El teniente Adrian Searing, al
mando del piquete en aquella línea de combate, por la que su hermano J erome había pasado para cumplir su misión, estaba
sentado, con los oídos atentos, en su parapeto tras la línea. No se le escapaba
el menor ruido: el chillido de un pájaro, el raspar de una ardilla, el sonido
del viento entre los pinos... todo lo captaban ansiosamente sus sentidos
agotados. De repente, justo delante de su alineación, escuchó un rumor confuso,
apenas perceptible, semejante al estruendo del hundimiento de un edificio,
transportado en la distancia. El teniente miró mecánicamente su reloj. Las seis
y dieciocho minutos. En aquel momento, un oficial se aproximó a él y le saludó.
-Mi teniente -dijo el oficial, el
coronel le ordena que haga avanzar su alineación y entre en contacto con el
enemigo si lo encuentra. Si no, debe proseguir el avance hasta que se le ordene
el alto., Hay motivos para pensar que el enemigo se ha dado en retirada.
El teniente asintió en silencio; el
otro oficial se retiró. En poco tiempo, los hombres, avisados en voz baja de su
obligación por los oficiales, cargaron sus rifles y comenzaron a avanzar en
formación, con los dientes apretados y el corazón palpitante.

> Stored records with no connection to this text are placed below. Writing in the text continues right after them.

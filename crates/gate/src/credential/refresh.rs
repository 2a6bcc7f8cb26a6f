// SPDX-License-Identifier: BUSL-1.1
// Copyright (c) 2026 Alfred Jean LLC

//! Access-token cache over the active refresh token.
//!
//! The cached access token is tied to the identity (record id and secret) of
//! the refresh token that produced it. Any change of identity drops the cache
//! before it is used again.
//!
//! Exchanges are single-flight per identity. Each identity in flight owns a
//! `tokio::sync::Mutex` slot; callers for that identity queue on it and take
//! the landed outcome instead of exchanging again. A slow exchange therefore
//! blocks only callers of its own identity. Fresh tokens are served from the
//! cache lock alone.

use std::collections::HashMap;
use std::sync::Arc;
use std::time::{Duration, Instant};

use parking_lot::{Mutex, RwLock};
use serde::{Deserialize, Serialize};
use tracing::{debug, info, warn};

use crate::credential::oauth::{self, RefreshEndpoint};
use crate::credential::store::TokenStore;
use crate::credential::{epoch_ms, TokenKind, TokenRecord};
use crate::error::{CredentialError, Result};
use crate::status::StatusTracker;

/// Default re-exchange interval: six hours.
pub const DEFAULT_REFRESH_INTERVAL: Duration = Duration::from_secs(6 * 60 * 60);

/// Masked view of the cache for the admin snapshot.
#[derive(Debug, Clone, Default, PartialEq, Eq, Serialize, Deserialize)]
#[serde(rename_all = "camelCase")]
pub struct RefreshCacheInfo {
    pub refresh_token_id: Option<String>,
    pub has_access_token: bool,
    pub last_refreshed_at: Option<u64>,
    /// Seconds until the cached token is considered stale. `None` when empty.
    pub stale_in_secs: Option<u64>,
}

/// Record id and secret of a refresh token.
type Identity = (String, String);

fn identity(record: &TokenRecord) -> Identity {
    (record.id.clone(), record.secret.clone())
}

/// One exchange for one identity. The slot holds the raw outcome once the
/// exchange lands; the flight leaves the map in the same step, so a landed
/// slot is only ever read by callers that were already queued on it.
type Flight = tokio::sync::Mutex<Option<Result<String>>>;

#[derive(Debug, Default)]
struct RefreshCache {
    token_id: Option<String>,
    token_value: Option<String>,
    access_token: Option<String>,
    refreshed_at: Option<Instant>,
    refreshed_at_ms: Option<u64>,
}

impl RefreshCache {
    fn tracks(&self, active: &TokenRecord) -> bool {
        self.token_id.as_deref() == Some(active.id.as_str())
            && self.token_value.as_deref() == Some(active.secret.as_str())
    }

    /// Drop everything derived from a refresh token whose identity no longer
    /// matches `active`. Returns true if a cached token was discarded.
    fn sync_identity(&mut self, active: &TokenRecord) -> bool {
        if self.tracks(active) {
            return false;
        }
        let had_token = self.access_token.is_some();
        self.clear();
        self.token_id = Some(active.id.clone());
        self.token_value = Some(active.secret.clone());
        had_token
    }

    fn clear(&mut self) {
        *self = Self::default();
    }

    fn fresh(&self, interval: Duration) -> Option<String> {
        let at = self.refreshed_at?;
        if at.elapsed() >= interval {
            return None;
        }
        self.access_token.clone()
    }
}

/// Keeps an access token derived from the active refresh token.
pub struct RefreshEngine {
    store: Arc<TokenStore>,
    status: Arc<StatusTracker>,
    client: reqwest::Client,
    endpoint: RefreshEndpoint,
    interval: Duration,
    cache: RwLock<RefreshCache>,
    flights: Mutex<HashMap<Identity, Arc<Flight>>>,
}

impl RefreshEngine {
    pub fn new(
        store: Arc<TokenStore>,
        status: Arc<StatusTracker>,
        client: reqwest::Client,
        endpoint: RefreshEndpoint,
        interval: Duration,
    ) -> Self {
        Self {
            store,
            status,
            client,
            endpoint,
            interval,
            cache: RwLock::new(RefreshCache::default()),
            flights: Mutex::new(HashMap::new()),
        }
    }

    pub fn endpoint(&self) -> &RefreshEndpoint {
        &self.endpoint
    }

    pub fn interval(&self) -> Duration {
        self.interval
    }

    /// Return a usable access token, exchanging only when the cache is
    /// empty, stale, or belongs to a different refresh token.
    ///
    /// A failed exchange falls back to the last good token of the same
    /// identity, if there is one.
    pub async fn ensure_access_token_valid(&self) -> Result<String> {
        self.obtain(false).await
    }

    /// Exchange now regardless of staleness. Callers queued behind an
    /// in-flight exchange share its outcome.
    ///
    /// Unlike [`ensure_access_token_valid`](Self::ensure_access_token_valid)
    /// a failed exchange is reported as such. The cached token is kept.
    pub async fn force_refresh(&self) -> Result<String> {
        self.obtain(true).await
    }

    /// Drop the cached access token.
    pub fn invalidate(&self) {
        self.cache.write().clear();
        self.status.access_token_cleared();
        debug!("access token cache invalidated");
    }

    pub fn cache_info(&self) -> RefreshCacheInfo {
        let cache = self.cache.read();
        let stale_in_secs = match (&cache.access_token, cache.refreshed_at) {
            (Some(_), Some(at)) => Some(self.interval.saturating_sub(at.elapsed()).as_secs()),
            _ => None,
        };
        RefreshCacheInfo {
            refresh_token_id: cache.token_id.clone(),
            has_access_token: cache.access_token.is_some(),
            last_refreshed_at: cache.refreshed_at_ms,
            stale_in_secs,
        }
    }

    /// Number of identities with an exchange in flight.
    pub fn flights_in_progress(&self) -> usize {
        self.flights.lock().len()
    }

    async fn obtain(&self, force: bool) -> Result<String> {
        loop {
            let active = self.active_refresh_token()?;
            if let Some(token) = self.cached(&active, force) {
                return Ok(token);
            }

            let flight = self.join_flight(&active);
            let mut slot = flight.lock().await;

            // Rotation keeps the record id, so a landed outcome still applies
            // to the record that is active now.
            let current = self.active_refresh_token()?;
            if let Some(outcome) = slot.as_ref().filter(|_| current.id == active.id) {
                debug!(refresh_token_id = %current.id, "sharing outcome of completed exchange");
                return self.settle(&current, outcome.clone(), force);
            }
            if identity(&current) != identity(&active) {
                // Switched while queued; start over against the new record.
                continue;
            }
            if let Some(token) = self.cached(&active, force) {
                return Ok(token);
            }

            let outcome = self.exchange(&active).await;
            *slot = Some(outcome.clone());
            self.land(&active, &flight);
            return self.settle(&active, outcome, force);
        }
    }

    fn active_refresh_token(&self) -> Result<TokenRecord> {
        self.store.active(TokenKind::RefreshToken).ok_or(CredentialError::NoRefreshTokenConfigured)
    }

    /// Sync the cache to `active` and return its token if still fresh.
    fn cached(&self, active: &TokenRecord, force: bool) -> Option<String> {
        let mut cache = self.cache.write();
        if cache.sync_identity(active) {
            self.status.access_token_cleared();
            debug!(refresh_token_id = %active.id, "refresh token changed, cache invalidated");
        }
        if force {
            return None;
        }
        let token = cache.fresh(self.interval)?;
        debug!(refresh_token_id = %active.id, "access token cache hit");
        Some(token)
    }

    fn join_flight(&self, active: &TokenRecord) -> Arc<Flight> {
        Arc::clone(self.flights.lock().entry(identity(active)).or_default())
    }

    /// Retire a landed flight. Must run while its slot is still held.
    fn land(&self, active: &TokenRecord, flight: &Arc<Flight>) {
        let key = identity(active);
        let mut flights = self.flights.lock();
        if flights.get(&key).is_some_and(|f| Arc::ptr_eq(f, flight)) {
            flights.remove(&key);
        }
    }

    /// Apply the soft-failure rule to a raw exchange outcome.
    fn settle(&self, active: &TokenRecord, outcome: Result<String>, force: bool) -> Result<String> {
        match outcome {
            Err(err @ CredentialError::RefreshExchangeFailed(_)) if !force => {
                let cache = self.cache.read();
                match cache.access_token.clone().filter(|_| cache.tracks(active)) {
                    Some(prior) => {
                        debug!(refresh_token_id = %active.id, "serving prior access token");
                        Ok(prior)
                    }
                    None => Err(err),
                }
            }
            other => other,
        }
    }

    async fn exchange(&self, active: &TokenRecord) -> Result<String> {
        self.status.refresh_started();
        match oauth::exchange(&self.client, &self.endpoint, &active.secret).await {
            Ok(resp) => match resp.access_token() {
                Some(access) => {
                    let access = access.to_owned();
                    let rotated = resp
                        .rotated_refresh_token()
                        .filter(|r| *r != active.secret)
                        .map(str::to_owned);
                    Ok(self.complete_success(active, access, rotated))
                }
                None => {
                    warn!(refresh_token_id = %active.id, "refresh response had no access token");
                    let err = CredentialError::RefreshDidNotReturnAccessToken;
                    self.status.refresh_failed(err.to_string());
                    Err(err)
                }
            },
            Err(err) => {
                warn!(refresh_token_id = %active.id, "access token refresh failed: {err}");
                self.status.refresh_failed(err.to_string());
                Err(err)
            }
        }
    }

    fn complete_success(
        &self,
        active: &TokenRecord,
        access: String,
        rotated: Option<String>,
    ) -> String {
        let mut identity_value = active.secret.clone();
        if let Some(new_secret) = rotated {
            match self.store.rotate_secret(&active.id, &new_secret) {
                Ok(record) => {
                    info!(refresh_token_id = %record.id, "refresh token rotated");
                    identity_value = record.secret;
                }
                Err(e) => warn!(refresh_token_id = %active.id, "failed to store rotated token: {e}"),
            }
        }

        // Another identity may have become active during the exchange.
        let still_active = self
            .store
            .active(TokenKind::RefreshToken)
            .is_some_and(|r| r.id == active.id && r.secret == identity_value);
        if !still_active {
            debug!(refresh_token_id = %active.id, "refresh token changed during exchange, not cached");
            return access;
        }

        {
            let mut cache = self.cache.write();
            cache.token_id = Some(active.id.clone());
            cache.token_value = Some(identity_value);
            cache.access_token = Some(access.clone());
            cache.refreshed_at = Some(Instant::now());
            cache.refreshed_at_ms = Some(epoch_ms());
        }
        self.status.refresh_succeeded(&access);
        info!(refresh_token_id = %active.id, "access token refreshed");
        access
    }
}

#[cfg(test)]
#[path = "refresh_tests.rs"]
mod tests;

Este piquete de tiradores atravesó
rápidamente la plantación dirigiéndose a la montaña. Pasaron por los dos lados
de la caseta en ruinas sin observar nada. A poca distancia, en la retaguardia,
iba su teniente. Éste miró con curiosidad las ruinas y observó un cadáver semienterrado
entre las maderas y las vigas. Está tan cubierto de polvo que sus ropas son del
gris confederado. Tiene el rostro de un blanco amarillento; las mejillas
hundidas; las sienes sobresalen con unos bordes angulosos dando a la frente una
estrechez lúgubre; el labio superior, levemente alzado, descubre los dientes
blancos, rígidamente apretados. El pelo está enteramente impregnado de sudor y
el rostro, tan húmedo también, como la hierba cubierta de rocío. Desde donde se
encuentra, el oficial no advierte el fusil; en apariencia, el hombre había
muerto por el derrumbamiento del edificio.
-Muerto hace una semana -dijo el
oficial lacónicamente. Siguió su camino, consultando su reloj con aire ausente,
como para verificar su cálculo de la hora. Las seis y cuarenta minutos.